Abstract

This article delves into the paradoxical nature of post-2008 fiscal policies, where there is a simultaneous emphasis on valuing public investment on the one hand, and maintaining austerity on the other. It sheds light on this paradox through the concept of “Investor State,” which refers to contemporary states’ ambition to redefine their role in the economy by no longer limiting themselves to a regulatory role but rather seeking an active role as “investor.” We argue that this redefinition of the state's role is of piece with the elevation of investment as a new standard for legitimizing state actions. On the flipside, by making investment the main criteria of public policy legitimacy, it simultaneously delegitimizes spending that is not deemed an investment. Because the adopted economic definition of investment is limited to traditional “productive investment” related to industrial policy, other policy sectors—that is the majority of state intervention—are subject to spending cuts.

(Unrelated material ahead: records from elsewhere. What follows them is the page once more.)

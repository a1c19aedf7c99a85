//! Process scoring.
//!
//! The score is a weighted sum of CPU percentage and memory share, used by
//! the top-N sampler to decide which processes are worth tracking. See
//! [`ScoringContext`] for the knobs and the crate-level design notes for why
//! this crate does not apply an exponential moving average across scans.

use pt_config::SamplerConfig;

/// Parameters and per-batch context needed to score a process snapshot.
#[derive(Debug, Clone, Copy)]
pub struct ScoringContext {
    pub cpu_weight: f64,
    pub rss_weight: f64,
    pub min_score: f64,
    /// Accepted for forward compatibility with [`SamplerConfig::stability_factor`];
    /// not applied by [`score`]. See the crate-level design notes.
    pub stability_factor: f64,
    /// Sum of resident memory (bytes) across the current scan batch, used
    /// to normalize `rss_weight` onto the same 0-100 scale as `cpu_weight`.
    pub total_rss_observed: u64,
}

impl ScoringContext {
    pub fn from_config(cfg: &SamplerConfig, total_rss_observed: u64) -> Self {
        Self {
            cpu_weight: cfg.cpu_weight,
            rss_weight: cfg.rss_weight,
            min_score: cfg.min_score,
            stability_factor: cfg.stability_factor,
            total_rss_observed,
        }
    }
}

/// Compute `w_cpu * cpu_pct + w_mem * normalized_rss` for one process.
///
/// `normalized_rss` is `100 * rss / total_rss_observed`, so both terms are
/// on a comparable 0-100 scale before weighting. When `total_rss_observed`
/// is zero (an empty or all-zero-RSS batch) the memory term is zero.
pub fn score(cpu_pct: f64, rss_bytes: u64, ctx: &ScoringContext) -> f64 {
    let normalized_rss = if ctx.total_rss_observed == 0 {
        0.0
    } else {
        100.0 * (rss_bytes as f64) / (ctx.total_rss_observed as f64)
    };
    ctx.cpu_weight * cpu_pct + ctx.rss_weight * normalized_rss
}

/// Whether a computed score clears the configured ranking threshold.
pub fn is_rankable(score: f64, ctx: &ScoringContext) -> bool {
    score >= ctx.min_score
}
//! Diagnostic events.
//!
//! Modules that guard resource limits (the sampler's circuit breaker, the
//! scanner's probe retries) report state transitions as [`DiagnosticEvent`]s.
//! Each event is both pushed onto a bounded channel for the embedding host
//! and emitted as a `tracing` event at the same call site, so a deployment
//! with no consumer attached still gets the information in its logs.

use std::sync::mpsc::{sync_channel, Receiver, SyncSender, TrySendError};
use tracing::warn;

/// A single diagnostic occurrence.
#[derive(Debug, Clone, PartialEq)]
pub enum DiagnosticEvent {
    /// The sampler's circuit breaker opened.
    ModuleOverLimitDetected {
        cpu_pct: f64,
        churn_rate: f64,
    },
    /// The sampler's circuit breaker closed.
    ModuleOverLimitResolved {
        cpu_pct: f64,
        churn_rate: f64,
    },
    /// A platform probe call failed.
    ProbeFailure {
        message: String,
        consecutive_failures: u32,
    },
    /// Consecutive probe failures exceeded the configured threshold; the
    /// scanner has stopped scheduling new scans until reset.
    ProbeFatal {
        consecutive_failures: u32,
    },
}

impl DiagnosticEvent {
    fn log(&self) {
        match self {
            DiagnosticEvent::ModuleOverLimitDetected { cpu_pct, churn_rate } => {
                warn!(cpu_pct, churn_rate, "ModuleOverLimit detected");
            }
            DiagnosticEvent::ModuleOverLimitResolved { cpu_pct, churn_rate } => {
                warn!(cpu_pct, churn_rate, "ModuleOverLimit resolved");
            }
            DiagnosticEvent::ProbeFailure {
                message,
                consecutive_failures,
            } => {
                warn!(message, consecutive_failures, "ProbeFailure");
            }
            DiagnosticEvent::ProbeFatal { consecutive_failures } => {
                warn!(consecutive_failures, "ProbeFatal");
            }
        }
    }
}

/// The writing half of a diagnostic channel. Drops events silently (after
/// logging) if the channel is full; diagnostics are best-effort, never a
/// reason to block the scan or sampler loop.
#[derive(Clone)]
pub struct DiagnosticSink {
    tx: SyncSender<DiagnosticEvent>,
}

impl DiagnosticSink {
    pub fn emit(&self, event: DiagnosticEvent) {
        event.log();
        if let Err(TrySendError::Full(_)) = self.tx.try_send(event) {
            // Channel full: the host isn't draining fast enough. The
            // tracing event above already carries the information.
        }
    }
}

/// Create a bounded diagnostic channel with the given capacity.
pub fn channel(capacity: usize) -> (DiagnosticSink, Receiver<DiagnosticEvent>) {
    let (tx, rx) = sync_channel(capacity.max(1));
    (DiagnosticSink { tx }, rx)
}

#[cfg(test)]
mod tests {
    use super::*;

    #[test]
    fn emitted_event_is_received() {
        let (sink, rx) = channel(4);
        sink.emit(DiagnosticEvent::ModuleOverLimitDetected {
            cpu_pct: 0.9,
            churn_rate: 10.0,
        });
        let received = rx.try_recv().unwrap();
        assert_eq!(
            received,
            DiagnosticEvent::ModuleOverLimitDetected {
                cpu_pct: 0.9,
                churn_rate: 10.0
            }
        );
    }

    #[test]
    fn full_channel_drops_without_panicking() {
        let (sink, _rx) = channel(1);
        sink.emit(DiagnosticEvent::ProbeFailure {
            message: "a".into(),
            consecutive_failures: 1,
        });
        sink.emit(DiagnosticEvent::ProbeFailure {
            message: "b".into(),
            consecutive_failures: 2,
        });
    }
}
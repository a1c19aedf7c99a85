//! Process identity types.
//!
//! A process is uniquely identified by its `(ProcessId, StartId)` pair;
//! `StartId` disambiguates PID reuse within and across reboots.

use serde::{Deserialize, Serialize};
use std::fmt;

/// Process ID wrapper with display formatting.
#[derive(Debug, Clone, Copy, PartialEq, Eq, PartialOrd, Ord, Hash, Serialize, Deserialize)]
#[serde(transparent)]
pub struct ProcessId(pub u32);

impl fmt::Display for ProcessId {
    fn fmt(&self, f: &mut fmt::Formatter<'_>) -> fmt::Result {
        write!(f, "{}", self.0)
    }
}

impl From<u32> for ProcessId {
    fn from(pid: u32) -> Self {
        ProcessId(pid)
    }
}

/// Start ID - unique identifier for a specific process incarnation.
///
/// Format: `<boot_id_prefix>-<start_time_ticks>` (Linux)
/// or `<boot_id_prefix>-<pid>-<start_time>` (macOS)
///
/// This disambiguates PID reuse across reboots and within a boot.
#[derive(Debug, Clone, PartialEq, Eq, Hash, Serialize, Deserialize)]
#[serde(transparent)]
pub struct StartId(pub String);

impl StartId {
    /// Create a new StartId from components (Linux).
    pub fn from_linux(boot_id_prefix: &str, start_time_ticks: u64) -> Self {
        StartId(format!("{}-{}", boot_id_prefix, start_time_ticks))
    }

    /// Create a new StartId from components (macOS).
    pub fn from_macos(boot_id_prefix: &str, pid: u32, start_time: u64) -> Self {
        StartId(format!("{}-{}-{}", boot_id_prefix, pid, start_time))
    }

    /// Parse and validate a StartId string.
    pub fn parse(s: &str) -> Option<Self> {
        // Basic validation: must have at least one hyphen
        if s.contains('-') && !s.is_empty() {
            Some(StartId(s.to_string()))
        } else {
            None
        }
    }
}

impl fmt::Display for StartId {
    fn fmt(&self, f: &mut fmt::Formatter<'_>) -> fmt::Result {
        write!(f, "{}", self.0)
    }
}

#[cfg(test)]
mod tests {
    use super::*;

    #[test]
    fn test_start_id_linux() {
        let sid = StartId::from_linux("abc12345", 123456789);
        assert_eq!(sid.0, "abc12345-123456789");
    }

    #[test]
    fn test_start_id_macos() {
        let sid = StartId::from_macos("abc12345", 1234, 987654321);
        assert_eq!(sid.0, "abc12345-1234-987654321");
    }
}
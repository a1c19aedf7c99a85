//! Exit codes for the pt-core CLI harness.

/// Exit codes for the demonstration binary.
#[derive(Debug, Clone, Copy, PartialEq, Eq)]
#[repr(i32)]
pub enum ExitCode {
    /// Ran and shut down cleanly.
    Clean = 0,
    /// Configuration failed validation.
    ConfigError = 10,
    /// The scanner or sampler hit an unrecoverable runtime error.
    RuntimeError = 11,
    /// Internal/unknown error.
    InternalError = 99,
}

impl ExitCode {
    /// Convert to `i32` for process exit.
    pub fn as_i32(self) -> i32 {
        self as i32
    }
}

impl From<ExitCode> for i32 {
    fn from(code: ExitCode) -> Self {
        code as i32
    }
}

Thus the Investor State suggests an evolution of the fiscal order that Streeck described as the “consolidation state”: the primary goal is no longer to reduce public debt and deficits. But the neoliberal objective to reduce the “size” of the public sector in the economy absolutely remains. Drawing on the case of France, the article shows how the right-wing government started placing investment at the core of its fiscal policy after 2008. The article then highlights the continuation of this dual fiscal policy discourse to date despite changes in government leadership and the pandemic crisis.